**** Extracted records

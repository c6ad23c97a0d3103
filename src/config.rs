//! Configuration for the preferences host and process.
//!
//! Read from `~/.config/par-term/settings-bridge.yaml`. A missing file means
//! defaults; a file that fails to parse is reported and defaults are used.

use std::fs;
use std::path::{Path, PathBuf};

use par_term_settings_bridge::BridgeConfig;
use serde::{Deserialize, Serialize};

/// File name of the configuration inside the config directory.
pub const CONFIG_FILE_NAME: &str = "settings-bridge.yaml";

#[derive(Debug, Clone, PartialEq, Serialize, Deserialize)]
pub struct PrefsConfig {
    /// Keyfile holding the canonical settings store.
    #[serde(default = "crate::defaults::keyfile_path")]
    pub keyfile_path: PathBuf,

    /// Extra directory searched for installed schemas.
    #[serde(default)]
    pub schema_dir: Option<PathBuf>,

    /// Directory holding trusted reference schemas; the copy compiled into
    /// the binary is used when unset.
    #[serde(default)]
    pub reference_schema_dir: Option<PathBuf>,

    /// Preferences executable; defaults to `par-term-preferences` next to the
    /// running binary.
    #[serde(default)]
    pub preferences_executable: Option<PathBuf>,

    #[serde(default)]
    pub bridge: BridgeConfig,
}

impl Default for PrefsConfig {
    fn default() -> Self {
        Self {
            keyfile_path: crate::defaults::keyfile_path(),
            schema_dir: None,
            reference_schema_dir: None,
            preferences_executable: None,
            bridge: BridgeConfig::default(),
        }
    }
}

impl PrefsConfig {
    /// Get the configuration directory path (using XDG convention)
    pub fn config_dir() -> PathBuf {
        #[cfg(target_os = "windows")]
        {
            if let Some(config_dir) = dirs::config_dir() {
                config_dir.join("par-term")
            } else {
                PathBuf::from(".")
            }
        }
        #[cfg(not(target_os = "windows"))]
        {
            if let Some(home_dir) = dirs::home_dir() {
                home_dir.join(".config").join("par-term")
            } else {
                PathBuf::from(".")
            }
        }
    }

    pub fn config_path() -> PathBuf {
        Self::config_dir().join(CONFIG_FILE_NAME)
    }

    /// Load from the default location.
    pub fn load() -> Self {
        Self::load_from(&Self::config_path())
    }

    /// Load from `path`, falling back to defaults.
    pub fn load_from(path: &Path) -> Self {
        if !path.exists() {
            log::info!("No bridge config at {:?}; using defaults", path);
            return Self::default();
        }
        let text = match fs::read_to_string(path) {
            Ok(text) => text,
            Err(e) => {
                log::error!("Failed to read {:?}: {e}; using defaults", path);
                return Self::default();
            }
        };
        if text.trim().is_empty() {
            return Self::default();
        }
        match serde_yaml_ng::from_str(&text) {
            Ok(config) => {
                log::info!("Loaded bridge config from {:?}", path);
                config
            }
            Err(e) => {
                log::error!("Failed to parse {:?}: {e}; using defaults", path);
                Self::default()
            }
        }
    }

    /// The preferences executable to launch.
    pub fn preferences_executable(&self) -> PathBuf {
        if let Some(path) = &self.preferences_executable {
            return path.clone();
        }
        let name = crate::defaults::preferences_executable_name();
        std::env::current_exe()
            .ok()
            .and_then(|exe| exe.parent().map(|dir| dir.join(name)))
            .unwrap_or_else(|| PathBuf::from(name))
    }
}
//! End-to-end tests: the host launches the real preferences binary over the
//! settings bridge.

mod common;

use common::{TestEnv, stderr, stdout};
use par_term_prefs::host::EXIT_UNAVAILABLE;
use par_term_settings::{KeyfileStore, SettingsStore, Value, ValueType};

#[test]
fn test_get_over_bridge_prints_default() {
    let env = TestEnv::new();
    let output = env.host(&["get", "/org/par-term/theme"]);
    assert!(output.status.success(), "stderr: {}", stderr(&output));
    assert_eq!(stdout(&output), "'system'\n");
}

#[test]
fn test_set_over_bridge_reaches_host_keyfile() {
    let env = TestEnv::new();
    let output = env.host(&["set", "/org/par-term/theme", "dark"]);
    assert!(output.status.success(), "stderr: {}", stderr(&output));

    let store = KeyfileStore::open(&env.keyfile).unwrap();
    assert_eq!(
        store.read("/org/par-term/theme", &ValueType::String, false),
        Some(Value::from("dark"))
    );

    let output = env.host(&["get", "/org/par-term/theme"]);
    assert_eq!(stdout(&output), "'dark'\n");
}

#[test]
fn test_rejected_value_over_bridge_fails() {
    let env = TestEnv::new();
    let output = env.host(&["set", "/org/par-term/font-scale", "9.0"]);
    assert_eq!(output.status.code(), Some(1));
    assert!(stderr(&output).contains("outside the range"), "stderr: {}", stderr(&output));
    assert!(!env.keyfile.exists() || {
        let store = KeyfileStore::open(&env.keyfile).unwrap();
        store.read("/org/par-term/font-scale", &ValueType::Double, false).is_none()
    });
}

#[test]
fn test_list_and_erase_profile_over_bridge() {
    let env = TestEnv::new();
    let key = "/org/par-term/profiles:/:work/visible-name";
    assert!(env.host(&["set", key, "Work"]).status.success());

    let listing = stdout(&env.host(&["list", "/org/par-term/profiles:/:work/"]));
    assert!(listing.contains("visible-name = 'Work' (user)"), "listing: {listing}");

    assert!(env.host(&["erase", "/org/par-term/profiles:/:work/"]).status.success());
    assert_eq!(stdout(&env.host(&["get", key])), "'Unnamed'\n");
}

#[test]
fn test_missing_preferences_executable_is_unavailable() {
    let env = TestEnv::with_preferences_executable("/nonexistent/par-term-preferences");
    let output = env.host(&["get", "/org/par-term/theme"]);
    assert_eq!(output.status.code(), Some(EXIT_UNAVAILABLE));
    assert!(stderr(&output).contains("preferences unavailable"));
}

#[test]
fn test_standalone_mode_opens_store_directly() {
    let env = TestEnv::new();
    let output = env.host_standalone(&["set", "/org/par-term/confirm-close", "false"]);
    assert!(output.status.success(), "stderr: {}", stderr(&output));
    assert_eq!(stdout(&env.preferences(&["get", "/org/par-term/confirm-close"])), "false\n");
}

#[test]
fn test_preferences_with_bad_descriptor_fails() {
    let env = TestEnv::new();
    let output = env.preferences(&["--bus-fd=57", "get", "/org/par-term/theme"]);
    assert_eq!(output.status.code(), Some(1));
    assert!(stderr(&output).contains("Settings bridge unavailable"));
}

********

What you should do:
Out of the entries, report each line that contains the word "Serialize".

Written solution:
use serde::{Deserialize, Serialize};
#[derive(Debug, Clone, PartialEq, Serialize, Deserialize)]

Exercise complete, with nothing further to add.